• _YOUR OBJECTIVE_:
Once every line in the data below has been checked for "path", give the number of lines that hold it, and only that.

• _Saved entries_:
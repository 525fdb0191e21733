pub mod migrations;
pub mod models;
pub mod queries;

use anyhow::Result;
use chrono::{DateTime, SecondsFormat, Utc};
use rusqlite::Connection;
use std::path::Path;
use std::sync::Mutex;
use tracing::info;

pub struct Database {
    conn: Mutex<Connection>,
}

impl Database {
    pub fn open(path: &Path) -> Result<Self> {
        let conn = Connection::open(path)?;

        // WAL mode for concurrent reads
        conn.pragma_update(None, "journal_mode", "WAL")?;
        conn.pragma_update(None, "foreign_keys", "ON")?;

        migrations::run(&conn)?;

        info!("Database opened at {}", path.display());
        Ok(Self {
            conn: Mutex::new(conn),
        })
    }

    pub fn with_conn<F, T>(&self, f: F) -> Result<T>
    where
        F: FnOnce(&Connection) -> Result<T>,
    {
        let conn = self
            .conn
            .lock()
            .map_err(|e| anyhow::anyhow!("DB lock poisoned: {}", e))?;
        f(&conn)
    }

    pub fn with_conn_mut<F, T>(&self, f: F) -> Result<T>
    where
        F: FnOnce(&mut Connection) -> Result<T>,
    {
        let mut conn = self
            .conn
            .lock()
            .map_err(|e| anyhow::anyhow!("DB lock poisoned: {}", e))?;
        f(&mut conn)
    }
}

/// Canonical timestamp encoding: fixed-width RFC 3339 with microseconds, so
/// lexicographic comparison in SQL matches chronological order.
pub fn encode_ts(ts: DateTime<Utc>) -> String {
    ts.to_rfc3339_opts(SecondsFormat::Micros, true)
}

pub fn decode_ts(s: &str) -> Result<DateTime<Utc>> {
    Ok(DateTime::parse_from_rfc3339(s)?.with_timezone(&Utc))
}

• _ANSWER TO THE PROBLEM_:
4